У меня проблема с экспортом объектов BioPython Tree (из Bio.Phylo
) со значениями начальной загрузки. Деревья создаются непосредственно в моем сценарии BioPython на основе матриц расстояний.
Деревья в основном выглядят хорошо, но когда я использую функцию Bio.Phylo.write()
для их экспорта в файл (формат Newick, NEXUS или phyloXML), значения поддержки начальной загрузки, похоже, экспортируются в неправильном формате.
Топологию дерева можно красиво отобразить, например. с ITOL или Dendroscope, но значения начальной загрузки не могут быть отображены.
Примеры древовидных объектов и результирующие файлы newick и phyloxml показаны ниже. Что я могу сделать, чтобы экспортировать деревья с правильными (читаемыми) значениями начальной загрузки?
Пример:
вот как выглядят древовидные объекты в BioPython (пример дерева с 5 «видами» с именами AF):
Tree(rooted=False)
Clade(branch_length=0, confidence=100.0, name='Inner3')
Clade(branch_length=-0.0791666666667, name='A')
Clade(branch_length=0.0375, confidence=10.0, name='Inner2')
Clade(branch_length=0.0625, name='C')
Clade(branch_length=0.104166666667, confidence=40.0, name='Inner1')
Clade(branch_length=-0.15, name='D')
Clade(branch_length=0.15, name='B')
Clade(branch_length=0.0791666666667, name='E')
когда я экспортирую это в формат newick (--> Bio.Phylo.write(mytree,outfile,"newick")
), файл заканчивается следующим образом:
(A:-0.07917,(C:0.06250,(D:-0.15000,B:0.15000)Inner140.00:0.10417)Inner210.00:0.03750,E:0.07917)Inner3100.00:0.00000;
Как видите, значения достоверности объединяются с метками внутренних ветвей и, таким образом, становятся нечитаемыми (например, «Inner140.00» для name="Inner1" и trust=40.0).
В формате phyloXML древовидные файлы выглядят так:
<phyloxml xmlns="http://www.phyloxml.org" xmlns:xsi="http://www.w3.org/2001/XMLSchema-instance" xsi:schemaLocation="http://www.phyloxml.org http://www.phyloxml.org/1.10/phyloxml.xsd">
<phylogeny rooted="false">
<clade>
<name>Inner3</name>
<branch_length>0</branch_length>
<confidence type="unknown">100.0</confidence>
<clade>
<name>A</name>
<branch_length>-0.0791666666667</branch_length>
</clade>
<clade>
<name>Inner2</name>
<branch_length>0.0375</branch_length>
<confidence type="unknown">10.0</confidence>
<clade>
<name>C</name>
<branch_length>0.0625</branch_length>
</clade>
<clade>
<name>Inner1</name>
<branch_length>0.104166666667</branch_length>
<confidence type="unknown">40.0</confidence>
<clade>
<name>D</name>
<branch_length>-0.15</branch_length>
</clade>
<clade>
<name>B</name>
<branch_length>0.15</branch_length>
</clade>
</clade>
</clade>
<clade>
<name>E</name>
<branch_length>0.0791666666667</branch_length>
</clade>
</clade>
Это выглядит намного лучше, но значения достоверности по-прежнему не распознаются инструментами визуализации дерева, такими как ITOL (возможно, из-за меток достоверности type="unknown"?)

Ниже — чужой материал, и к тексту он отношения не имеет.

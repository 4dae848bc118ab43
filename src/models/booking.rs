use std::fmt;

use chrono::{DateTime, Utc};
use serde::{Deserialize, Serialize};

use super::{BookingId, SeatId, ShowId};

#[derive(Debug, Clone, Copy, PartialEq, Eq, Serialize, Deserialize)]
#[serde(rename_all = "lowercase")]
pub enum BookingStatus {
    Pending,
    Confirmed,
    Cancelled,
}

impl fmt::Display for BookingStatus {
    fn fmt(&self, f: &mut fmt::Formatter<'_>) -> fmt::Result {
        let s = match self {
            BookingStatus::Pending => "pending",
            BookingStatus::Confirmed => "confirmed",
            BookingStatus::Cancelled => "cancelled",
        };
        f.write_str(s)
    }
}

/// One reservation transaction: a set of seats held for one show.
#[derive(Debug, Clone, Serialize, Deserialize)]
pub struct Booking {
    pub id: BookingId,
    pub show_id: ShowId,
    pub status: BookingStatus,
    pub seat_ids: Vec<SeatId>,
    /// When the seat holds lapse if the booking is still pending.
    pub hold_expires_at: DateTime<Utc>,
    pub created_at: DateTime<Utc>,
    pub updated_at: DateTime<Utc>,
}

impl Booking {
    pub fn is_final(&self) -> bool {
        self.status != BookingStatus::Pending
    }
}
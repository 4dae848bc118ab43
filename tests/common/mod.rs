// Not every test binary touches every fixture field.
#![allow(dead_code)]

use std::sync::Arc;

use chrono::{Duration, Utc};

use cinema_booking::models::{SeatId, SeatKindId, Show};
use cinema_booking::{AppState, Config};

pub struct TestCinema {
    pub state: Arc<AppState>,
    pub show: Show,
    /// Standard seats in layout order (labels S1..S5).
    pub seats: Vec<SeatId>,
    pub vip_seat: SeatId,
    pub standard_kind: SeatKindId,
    pub vip_kind: SeatKindId,
}

/// One film, one room with five standard seats and one vip seat (50%
/// premium), one show two hours from now at a base price of 100.
pub async fn setup() -> TestCinema {
    let state = AppState::new(Config::from_env());

    let standard = state.catalog.add_seat_kind("standard");
    let vip = state.catalog.add_seat_kind("vip");
    state
        .catalog
        .set_seat_kind_premium(vip.id, 50)
        .expect("vip premium");

    let film = state.catalog.add_film("Arrival", 116).expect("film");

    let mut layout: Vec<(String, SeatKindId)> = (1..=5)
        .map(|n| (format!("S{n}"), standard.id))
        .collect();
    layout.push(("V1".to_string(), vip.id));
    let room = state
        .catalog
        .add_show_room("Screen 1", &layout)
        .expect("room");

    let show = state
        .scheduler
        .create_show(film.id, room.id, Utc::now() + Duration::hours(2), 100)
        .await
        .expect("show");

    let seats = room.seat_ids[..5].to_vec();
    let vip_seat = room.seat_ids[5];

    TestCinema {
        state,
        show,
        seats,
        vip_seat,
        standard_kind: standard.id,
        vip_kind: vip.id,
    }
}
pub mod config;
pub mod error;
pub mod models;
pub mod services;
pub mod store;

use std::sync::Arc;

pub use config::Config;
pub use error::{AppError, AppResult};

use services::availability::AvailabilityIndex;
use services::booking::BookingEngine;
use services::catalog::Catalog;
use services::pricing::PricingEngine;
use services::scheduler::ShowScheduler;
use store::{BookingStore, MemoryStore};

// Shared state wiring all the engine services together.
pub struct AppState {
    pub config: Config,
    pub store: Arc<dyn BookingStore>,
    pub catalog: Arc<Catalog>,
    pub scheduler: Arc<ShowScheduler>,
    pub pricing: PricingEngine,
    pub availability: AvailabilityIndex,
    pub booking: BookingEngine,
}

impl AppState {
    /// Engine backed by the in-memory store.
    pub fn new(config: Config) -> Arc<Self> {
        Self::with_store(config, Arc::new(MemoryStore::new()))
    }

    /// Engine over an injected seat/booking store.
    pub fn with_store(config: Config, store: Arc<dyn BookingStore>) -> Arc<Self> {
        let catalog = Arc::new(Catalog::new(&config.cinema.name));
        let scheduler = Arc::new(ShowScheduler::new(catalog.clone(), store.clone()));
        let pricing = PricingEngine::new(catalog.clone(), scheduler.clone());
        let availability = AvailabilityIndex::new(store.clone());
        let booking = BookingEngine::new(
            catalog.clone(),
            scheduler.clone(),
            store.clone(),
            config.booking.default_hold_seconds,
        );
        Arc::new(Self {
            config,
            store,
            catalog,
            scheduler,
            pricing,
            availability,
            booking,
        })
    }
}
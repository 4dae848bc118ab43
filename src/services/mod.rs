pub mod availability;
pub mod booking;
pub mod catalog;
pub mod cleanup;
pub mod pricing;
pub mod scheduler;
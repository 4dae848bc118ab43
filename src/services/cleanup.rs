use std::sync::Arc;

use chrono::Utc;
use tracing::{error, info};

use crate::AppState;

/// Background sweep over stale seat holds. The engine already treats
/// expired holds as free on reads; this service physically releases them
/// and cancels the abandoned bookings so they do not pile up.
pub struct CleanupService {
    state: Arc<AppState>,
}

impl CleanupService {
    pub fn new(state: Arc<AppState>) -> Self {
        Self { state }
    }

    pub async fn run_sweep(&self) -> CleanupStats {
        match self.state.booking.expire_stale_holds(Utc::now()).await {
            Ok(outcome) => {
                let stats = CleanupStats {
                    holds_released: outcome.holds_released,
                    bookings_cancelled: outcome.bookings_cancelled,
                };
                if stats.total_items() > 0 {
                    info!(
                        "🧹 Sweep released {} holds, cancelled {} bookings",
                        stats.holds_released, stats.bookings_cancelled
                    );
                }
                stats
            }
            Err(e) => {
                error!("hold sweep failed: {e}");
                CleanupStats::default()
            }
        }
    }
}

#[derive(Debug, Default)]
pub struct CleanupStats {
    pub holds_released: u64,
    pub bookings_cancelled: u64,
}

impl CleanupStats {
    pub fn total_items(&self) -> u64 {
        self.holds_released + self.bookings_cancelled
    }
}
//! Seat and booking state behind a transactional interface.
//!
//! Seat statuses are the only shared mutable resource in the engine; this
//! trait is the serialization point for them. Every method is one atomic
//! transition: it either applies completely or not at all, and transitions
//! of a single seat are linearizable across callers.

pub mod memory;

pub use memory::MemoryStore;

use async_trait::async_trait;
use chrono::{DateTime, Utc};
use thiserror::Error;

use crate::models::{Booking, BookingId, BookingStatus, SeatId, SeatState, ShowId};

pub type StoreResult<T> = Result<T, StoreError>;

#[derive(Debug, Error)]
pub enum StoreError {
    #[error("show {0} has no seat state")]
    UnknownShow(ShowId),

    #[error("booking {0} not found")]
    UnknownBooking(BookingId),

    #[error("seats not free for show {show_id}: {conflicting:?}")]
    SeatsUnavailable {
        show_id: ShowId,
        conflicting: Vec<SeatId>,
    },

    #[error("hold expired for booking {0}")]
    HoldExpired(BookingId),

    #[error("booking {id} is already {status}")]
    BookingFinal { id: BookingId, status: BookingStatus },
}

/// Counters from one expiry sweep.
#[derive(Debug, Clone, Copy, Default, PartialEq, Eq)]
pub struct SweepOutcome {
    pub holds_released: u64,
    pub bookings_cancelled: u64,
}

#[async_trait]
pub trait BookingStore: Send + Sync {
    /// Registers a show's seat set, all seats starting out free.
    async fn init_show(&self, show_id: ShowId, seat_ids: &[SeatId]) -> StoreResult<()>;

    /// Drops a show's seat state and cancels every booking that still
    /// references it. Returns the ids of the cancelled bookings.
    async fn drop_show(&self, show_id: ShowId, now: DateTime<Utc>) -> StoreResult<Vec<BookingId>>;

    async fn seat_states(&self, show_id: ShowId) -> StoreResult<Vec<(SeatId, SeatState)>>;

    /// `Ok(None)` when the show exists but the seat is not part of it.
    async fn seat_state(&self, show_id: ShowId, seat_id: SeatId)
        -> StoreResult<Option<SeatState>>;

    /// All-or-nothing reservation: transitions every requested seat
    /// FREE -> HELD and records the pending booking, or fails listing
    /// exactly the seats that were not free. Expired holds count as free.
    async fn create_booking(
        &self,
        show_id: ShowId,
        seat_ids: &[SeatId],
        expires_at: DateTime<Utc>,
        now: DateTime<Utc>,
    ) -> StoreResult<Booking>;

    /// HELD -> BOOKED for every seat of a pending booking. If any hold has
    /// lapsed the booking is cancelled, its remaining holds are released and
    /// `HoldExpired` is returned.
    async fn confirm_booking(&self, booking_id: BookingId, now: DateTime<Utc>)
        -> StoreResult<Booking>;

    /// Releases a booking's seats (held or booked) and marks it cancelled.
    /// A second cancel fails with `BookingFinal` and releases nothing.
    async fn cancel_booking(&self, booking_id: BookingId, now: DateTime<Utc>)
        -> StoreResult<Booking>;

    async fn booking(&self, booking_id: BookingId) -> StoreResult<Booking>;

    /// Releases every hold past its expiry and cancels the owning pending
    /// bookings. Safe to run concurrently with user operations.
    async fn release_expired(&self, now: DateTime<Utc>) -> StoreResult<SweepOutcome>;
}
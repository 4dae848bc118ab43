use chrono::{DateTime, Utc};
use serde::{Deserialize, Serialize};

use super::FilmId;

#[derive(Debug, Clone, Serialize, Deserialize)]
pub struct Film {
    pub id: FilmId,
    pub name: String,
    pub duration_minutes: i64,
    pub created_at: DateTime<Utc>,
    pub updated_at: DateTime<Utc>,
}
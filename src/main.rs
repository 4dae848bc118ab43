use std::sync::Arc;
use std::time::Duration;

use chrono::Utc;
use tokio::task;
use tracing::info;
use tracing_subscriber::{layer::SubscriberExt, util::SubscriberInitExt};

use cinema_booking::config::Config;
use cinema_booking::models::SeatKindId;
use cinema_booking::services::cleanup::CleanupService;
use cinema_booking::AppState;

#[tokio::main]
async fn main() -> anyhow::Result<()> {
    dotenvy::dotenv().ok();
    let config = Config::from_env();

    tracing_subscriber::registry()
        .with(tracing_subscriber::EnvFilter::new(&config.app.rust_log))
        .with(tracing_subscriber::fmt::layer())
        .init();

    info!("Starting booking engine for {}", config.cinema.name);

    let state = AppState::new(config);
    seed_demo_schedule(&state).await?;

    // --- Start background tasks ---

    // Task to release stale seat holds on the configured interval
    let cleanup = CleanupService::new(state.clone());
    let interval = Duration::from_secs(state.config.booking.sweep_interval_seconds);
    task::spawn(async move {
        loop {
            cleanup.run_sweep().await;
            tokio::time::sleep(interval).await;
        }
    });

    info!("Engine ready, press ctrl-c to stop");
    tokio::signal::ctrl_c().await?;
    info!("Shutting down");
    Ok(())
}

/// A small schedule so a fresh instance has something to serve.
async fn seed_demo_schedule(state: &Arc<AppState>) -> anyhow::Result<()> {
    let standard = state.catalog.add_seat_kind("standard");
    let vip = state.catalog.add_seat_kind("vip");
    state.catalog.set_seat_kind_premium(vip.id, 50)?;

    let film = state.catalog.add_film("Interstellar", 169)?;

    // Rows A-C, eight seats each; the back row is vip.
    let mut layout: Vec<(String, SeatKindId)> = Vec::new();
    for row in ["A", "B", "C"] {
        let kind = if row == "C" { vip.id } else { standard.id };
        for number in 1..=8 {
            layout.push((format!("{row}{number}"), kind));
        }
    }
    let room = state.catalog.add_show_room("Screen 1", &layout)?;

    let start = Utc::now() + chrono::Duration::hours(2);
    let show = state
        .scheduler
        .create_show(film.id, room.id, start, 1500)
        .await?;

    let free = state.availability.available_seats(show.id).await?;
    info!(
        show_id = show.id,
        free_seats = free.len(),
        "demo show scheduled"
    );
    Ok(())
}
use chrono::{DateTime, Utc};
use serde::{Deserialize, Serialize};

use super::{SeatId, ShowRoomId};

/// A show room and its fixed seat layout. The layout is configured once
/// per room, not per show; `seat_ids` keeps the seats in layout order.
#[derive(Debug, Clone, Serialize, Deserialize)]
pub struct ShowRoom {
    pub id: ShowRoomId,
    pub name: String,
    pub seat_ids: Vec<SeatId>,
    pub created_at: DateTime<Utc>,
    pub updated_at: DateTime<Utc>,
}
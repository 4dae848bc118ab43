use std::sync::Arc;

use crate::error::{AppError, AppResult};
use crate::models::{Amount, SeatId, ShowId};
use crate::services::catalog::Catalog;
use crate::services::scheduler::ShowScheduler;

/// Applies a seat-kind premium to a base price in minor currency units:
/// `base * (1 + pct/100)`, rounded half-up to the nearest minor unit.
/// Deterministic integer arithmetic; `base >= 0` and `pct >= -100` are
/// enforced where shows and premiums are created.
pub fn apply_premium(base: Amount, premium_percentage: i64) -> Amount {
    let scaled = base as i128 * (100 + premium_percentage) as i128;
    ((scaled + 50) / 100) as Amount
}

/// Stateless pricing over catalog and schedule lookups.
pub struct PricingEngine {
    catalog: Arc<Catalog>,
    scheduler: Arc<ShowScheduler>,
}

impl PricingEngine {
    pub fn new(catalog: Arc<Catalog>, scheduler: Arc<ShowScheduler>) -> Self {
        Self { catalog, scheduler }
    }

    /// Price of one seat for one show, with the seat kind's current premium.
    pub fn price_of(&self, show_id: ShowId, seat_id: SeatId) -> AppResult<Amount> {
        let show = self.scheduler.show(show_id)?;
        let seat = self.catalog.seat(seat_id)?;
        if seat.show_room_id != show.show_room_id {
            return Err(AppError::InvalidRequest(format!(
                "seat {seat_id} is not in room {} of show {show_id}",
                show.show_room_id
            )));
        }
        let premium = self.catalog.seat_kind_premium(seat.seat_kind_id)?;
        Ok(apply_premium(show.per_seat_price, premium))
    }
}

#[cfg(test)]
mod tests {
    use proptest::prelude::*;

    use super::*;

    #[test]
    fn premium_examples() {
        assert_eq!(apply_premium(100, 50), 150);
        assert_eq!(apply_premium(100, 0), 100);
        assert_eq!(apply_premium(1500, 25), 1875);
    }

    #[test]
    fn rounds_half_up() {
        // 5 * 1.5 = 7.5 -> 8; 3 * 1.5 = 4.5 -> 5; 3 * 1.4 = 4.2 -> 4
        assert_eq!(apply_premium(5, 50), 8);
        assert_eq!(apply_premium(3, 50), 5);
        assert_eq!(apply_premium(3, 40), 4);
    }

    #[test]
    fn full_discount_prices_at_zero() {
        assert_eq!(apply_premium(999, -100), 0);
    }

    proptest! {
        #[test]
        fn zero_premium_is_identity(base in 0i64..1_000_000_000) {
            prop_assert_eq!(apply_premium(base, 0), base);
        }

        #[test]
        fn matches_reference_rounding(base in 0i64..1_000_000_000, pct in -100i64..1_000) {
            // Reference: exact rational base*(100+pct)/100, half-up.
            let num = base as i128 * (100 + pct) as i128;
            let (q, r) = (num / 100, num % 100);
            let expected = if r >= 50 { q + 1 } else { q };
            prop_assert_eq!(apply_premium(base, pct) as i128, expected);
        }

        #[test]
        fn monotonic_in_premium(base in 0i64..1_000_000, pct in -100i64..1_000) {
            prop_assert!(apply_premium(base, pct) <= apply_premium(base, pct + 1));
        }
    }
}
use std::collections::{HashMap, HashSet};
use std::sync::atomic::{AtomicI64, Ordering};
use std::sync::Arc;

use async_trait::async_trait;
use chrono::{DateTime, Utc};
use parking_lot::{Mutex, RwLock};

use crate::models::{Booking, BookingId, BookingStatus, SeatId, SeatState, ShowId};

use super::{BookingStore, StoreError, StoreResult, SweepOutcome};

type SeatMap = HashMap<SeatId, SeatState>;

/// In-memory `BookingStore`. One mutex per show's seat map makes every
/// multi-seat operation a single serializing transaction over that show,
/// so holds are all-or-nothing and per-seat transitions are linearizable.
///
/// Lock order: seat map first, then `bookings`.
pub struct MemoryStore {
    seats: RwLock<HashMap<ShowId, Arc<Mutex<SeatMap>>>>,
    bookings: RwLock<HashMap<BookingId, Booking>>,
    next_booking_id: AtomicI64,
}

impl MemoryStore {
    pub fn new() -> Self {
        Self {
            seats: RwLock::new(HashMap::new()),
            bookings: RwLock::new(HashMap::new()),
            next_booking_id: AtomicI64::new(1),
        }
    }

    fn show_seats(&self, show_id: ShowId) -> StoreResult<Arc<Mutex<SeatMap>>> {
        self.seats
            .read()
            .get(&show_id)
            .cloned()
            .ok_or(StoreError::UnknownShow(show_id))
    }
}

impl Default for MemoryStore {
    fn default() -> Self {
        Self::new()
    }
}

#[async_trait]
impl BookingStore for MemoryStore {
    async fn init_show(&self, show_id: ShowId, seat_ids: &[SeatId]) -> StoreResult<()> {
        let map: SeatMap = seat_ids.iter().map(|&id| (id, SeatState::Free)).collect();
        self.seats
            .write()
            .insert(show_id, Arc::new(Mutex::new(map)));
        Ok(())
    }

    async fn drop_show(&self, show_id: ShowId, now: DateTime<Utc>) -> StoreResult<Vec<BookingId>> {
        self.seats
            .write()
            .remove(&show_id)
            .ok_or(StoreError::UnknownShow(show_id))?;

        let mut bookings = self.bookings.write();
        let mut cancelled = Vec::new();
        for booking in bookings.values_mut() {
            if booking.show_id == show_id && booking.status != BookingStatus::Cancelled {
                booking.status = BookingStatus::Cancelled;
                booking.updated_at = now;
                cancelled.push(booking.id);
            }
        }
        Ok(cancelled)
    }

    async fn seat_states(&self, show_id: ShowId) -> StoreResult<Vec<(SeatId, SeatState)>> {
        let map = self.show_seats(show_id)?;
        let seats = map.lock();
        Ok(seats.iter().map(|(&id, &state)| (id, state)).collect())
    }

    async fn seat_state(
        &self,
        show_id: ShowId,
        seat_id: SeatId,
    ) -> StoreResult<Option<SeatState>> {
        let map = self.show_seats(show_id)?;
        let seats = map.lock();
        Ok(seats.get(&seat_id).copied())
    }

    async fn create_booking(
        &self,
        show_id: ShowId,
        seat_ids: &[SeatId],
        expires_at: DateTime<Utc>,
        now: DateTime<Utc>,
    ) -> StoreResult<Booking> {
        let map = self.show_seats(show_id)?;
        let mut seats = map.lock();

        let conflicting: Vec<SeatId> = seat_ids
            .iter()
            .copied()
            .filter(|id| {
                !seats
                    .get(id)
                    .map(|state| state.is_available(now))
                    .unwrap_or(false)
            })
            .collect();
        if !conflicting.is_empty() {
            return Err(StoreError::SeatsUnavailable {
                show_id,
                conflicting,
            });
        }

        let id = self.next_booking_id.fetch_add(1, Ordering::Relaxed);
        for &seat_id in seat_ids {
            seats.insert(
                seat_id,
                SeatState::Held {
                    booking_id: id,
                    expires_at,
                },
            );
        }

        let booking = Booking {
            id,
            show_id,
            status: BookingStatus::Pending,
            seat_ids: seat_ids.to_vec(),
            hold_expires_at: expires_at,
            created_at: now,
            updated_at: now,
        };
        self.bookings.write().insert(id, booking.clone());
        Ok(booking)
    }

    async fn confirm_booking(
        &self,
        booking_id: BookingId,
        now: DateTime<Utc>,
    ) -> StoreResult<Booking> {
        let show_id = {
            let bookings = self.bookings.read();
            let booking = bookings
                .get(&booking_id)
                .ok_or(StoreError::UnknownBooking(booking_id))?;
            if booking.is_final() {
                return Err(StoreError::BookingFinal {
                    id: booking_id,
                    status: booking.status,
                });
            }
            booking.show_id
        };

        let map = self.show_seats(show_id)?;
        let mut seats = map.lock();
        let mut bookings = self.bookings.write();
        let booking = bookings
            .get_mut(&booking_id)
            .ok_or(StoreError::UnknownBooking(booking_id))?;
        // Status may have changed between the lookup above and taking the
        // locks; re-check before mutating anything.
        if booking.is_final() {
            return Err(StoreError::BookingFinal {
                id: booking_id,
                status: booking.status,
            });
        }

        let lapsed = booking.seat_ids.iter().any(|seat_id| {
            !matches!(
                seats.get(seat_id),
                Some(SeatState::Held { booking_id: b, expires_at })
                    if *b == booking_id && now < *expires_at
            )
        });
        if lapsed {
            for seat_id in &booking.seat_ids {
                if let Some(state) = seats.get_mut(seat_id) {
                    if matches!(state, SeatState::Held { booking_id: b, .. } if *b == booking_id)
                    {
                        *state = SeatState::Free;
                    }
                }
            }
            booking.status = BookingStatus::Cancelled;
            booking.updated_at = now;
            return Err(StoreError::HoldExpired(booking_id));
        }

        for &seat_id in &booking.seat_ids {
            seats.insert(seat_id, SeatState::Booked { booking_id });
        }
        booking.status = BookingStatus::Confirmed;
        booking.updated_at = now;
        Ok(booking.clone())
    }

    async fn cancel_booking(
        &self,
        booking_id: BookingId,
        now: DateTime<Utc>,
    ) -> StoreResult<Booking> {
        let (show_id, status) = {
            let bookings = self.bookings.read();
            let booking = bookings
                .get(&booking_id)
                .ok_or(StoreError::UnknownBooking(booking_id))?;
            (booking.show_id, booking.status)
        };
        if status == BookingStatus::Cancelled {
            return Err(StoreError::BookingFinal {
                id: booking_id,
                status,
            });
        }

        let map = self.show_seats(show_id)?;
        let mut seats = map.lock();
        let mut bookings = self.bookings.write();
        let booking = bookings
            .get_mut(&booking_id)
            .ok_or(StoreError::UnknownBooking(booking_id))?;
        if booking.status == BookingStatus::Cancelled {
            return Err(StoreError::BookingFinal {
                id: booking_id,
                status: booking.status,
            });
        }

        for seat_id in &booking.seat_ids {
            if let Some(state) = seats.get_mut(seat_id) {
                let owned = matches!(
                    state,
                    SeatState::Held { booking_id: b, .. } | SeatState::Booked { booking_id: b }
                        if *b == booking_id
                );
                if owned {
                    *state = SeatState::Free;
                }
            }
        }
        booking.status = BookingStatus::Cancelled;
        booking.updated_at = now;
        Ok(booking.clone())
    }

    async fn booking(&self, booking_id: BookingId) -> StoreResult<Booking> {
        self.bookings
            .read()
            .get(&booking_id)
            .cloned()
            .ok_or(StoreError::UnknownBooking(booking_id))
    }

    async fn release_expired(&self, now: DateTime<Utc>) -> StoreResult<SweepOutcome> {
        let handles: Vec<Arc<Mutex<SeatMap>>> = self.seats.read().values().cloned().collect();

        let mut outcome = SweepOutcome::default();
        for map in handles {
            // Each show is swept as its own atomic transition.
            let mut seats = map.lock();
            let mut owners: HashSet<BookingId> = HashSet::new();
            for state in seats.values_mut() {
                if let SeatState::Held {
                    booking_id,
                    expires_at,
                } = *state
                {
                    if now >= expires_at {
                        *state = SeatState::Free;
                        outcome.holds_released += 1;
                        owners.insert(booking_id);
                    }
                }
            }
            if owners.is_empty() {
                continue;
            }
            let mut bookings = self.bookings.write();
            for owner in owners {
                if let Some(booking) = bookings.get_mut(&owner) {
                    if booking.status == BookingStatus::Pending {
                        booking.status = BookingStatus::Cancelled;
                        booking.updated_at = now;
                        outcome.bookings_cancelled += 1;
                    }
                }
            }
        }
        Ok(outcome)
    }
}
use std::collections::HashSet;
use std::sync::Arc;

use chrono::{DateTime, Duration, Utc};
use tracing::info;

use crate::error::{AppError, AppResult};
use crate::models::{Booking, BookingId, Seat, SeatId, ShowId};
use crate::services::catalog::Catalog;
use crate::services::scheduler::ShowScheduler;
use crate::store::{BookingStore, SweepOutcome};

/// The booking engine: converts a set of requested seats for one show into
/// a pending booking under a time-bounded hold, then finalizes or releases
/// it. All seat-state transitions go through the store's atomic operations;
/// this layer owns validation, defaults and error mapping.
pub struct BookingEngine {
    catalog: Arc<Catalog>,
    scheduler: Arc<ShowScheduler>,
    store: Arc<dyn BookingStore>,
    default_hold_seconds: u64,
}

impl BookingEngine {
    pub fn new(
        catalog: Arc<Catalog>,
        scheduler: Arc<ShowScheduler>,
        store: Arc<dyn BookingStore>,
        default_hold_seconds: u64,
    ) -> Self {
        Self {
            catalog,
            scheduler,
            store,
            default_hold_seconds,
        }
    }

    /// Holds all requested seats or none of them. Concurrent requests
    /// racing for a seat: exactly one observes it free; the loser gets
    /// `SeatsUnavailable` naming the contested seats.
    pub async fn start_booking(
        &self,
        show_id: ShowId,
        seat_ids: &[SeatId],
        hold_seconds: Option<u64>,
    ) -> AppResult<Booking> {
        if seat_ids.is_empty() {
            return Err(AppError::InvalidRequest(
                "a booking needs at least one seat".to_string(),
            ));
        }

        let show = self.scheduler.show(show_id)?;
        let room = self.catalog.show_room(show.show_room_id)?;
        let layout: HashSet<SeatId> = room.seat_ids.iter().copied().collect();
        let foreign: Vec<SeatId> = seat_ids
            .iter()
            .copied()
            .filter(|id| !layout.contains(id))
            .collect();
        if !foreign.is_empty() {
            return Err(AppError::InvalidRequest(format!(
                "seats {foreign:?} are not in room {} of show {show_id}",
                show.show_room_id
            )));
        }

        // Dedupe while keeping request order.
        let mut seen = HashSet::new();
        let requested: Vec<SeatId> = seat_ids
            .iter()
            .copied()
            .filter(|id| seen.insert(*id))
            .collect();

        let now = Utc::now();
        let hold = hold_seconds.unwrap_or(self.default_hold_seconds);
        let expires_at = now + Duration::seconds(hold as i64);

        let booking = self
            .store
            .create_booking(show_id, &requested, expires_at, now)
            .await?;
        info!(
            booking_id = booking.id,
            show_id,
            seats = requested.len(),
            "seats held until {expires_at}"
        );
        Ok(booking)
    }

    /// Finalizes a pending booking. A lapsed hold is not left dangling: the
    /// booking is cancelled, its seats freed, and `Expired` returned.
    pub async fn confirm_booking(&self, booking_id: BookingId) -> AppResult<Booking> {
        let booking = self.store.confirm_booking(booking_id, Utc::now()).await?;
        info!(booking_id, show_id = booking.show_id, "booking confirmed");
        Ok(booking)
    }

    /// Releases a booking's seats (held or already confirmed) back to free.
    /// Cancelling twice fails with `AlreadyFinal` and releases nothing.
    pub async fn cancel_booking(&self, booking_id: BookingId) -> AppResult<Booking> {
        let booking = self.store.cancel_booking(booking_id, Utc::now()).await?;
        info!(
            booking_id,
            show_id = booking.show_id,
            seats = booking.seat_ids.len(),
            "booking cancelled, seats released"
        );
        Ok(booking)
    }

    pub async fn booking(&self, booking_id: BookingId) -> AppResult<Booking> {
        Ok(self.store.booking(booking_id).await?)
    }

    /// The booked seats with their labels, for the ticket.
    pub async fn booking_seats(&self, booking_id: BookingId) -> AppResult<Vec<Seat>> {
        let booking = self.store.booking(booking_id).await?;
        booking
            .seat_ids
            .iter()
            .map(|&seat_id| self.catalog.seat(seat_id))
            .collect()
    }

    /// Maintenance sweep: releases every hold past its expiry and cancels
    /// the owning pending bookings. Safe alongside user operations; each
    /// release is an atomic free-if-still-held-and-expired transition.
    pub async fn expire_stale_holds(&self, now: DateTime<Utc>) -> AppResult<SweepOutcome> {
        let outcome = self.store.release_expired(now).await?;
        if outcome.holds_released > 0 {
            info!(
                holds = outcome.holds_released,
                bookings = outcome.bookings_cancelled,
                "released stale holds"
            );
        }
        Ok(outcome)
    }
}
use thiserror::Error;

#[derive(Debug, Clone, PartialEq, Eq, Error)]
pub enum Error {
    /// A single dot separated component held more numeric runs than the walk allows.
    #[error("invalid version format: component {component:?} has more than {max} numeric subcomponents")]
    InvalidVersionFormat {
        component: String,
        max: usize,
    },
}

pub type Result<T> = std::result::Result<T, Error>;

Что я могу сделать? Изменение окончательных файлов результатов кажется рискованным (что, если мне действительно нужны метки листьев с такими ключевыми словами, как «внутренний»?)
Кроме того, я хотел бы ограничиться модулями BioPython, поскольку добавление дополнительных внешних модулей Python в качестве зависимостей усложняет реализацию инструмента для партнеров по сотрудничеству.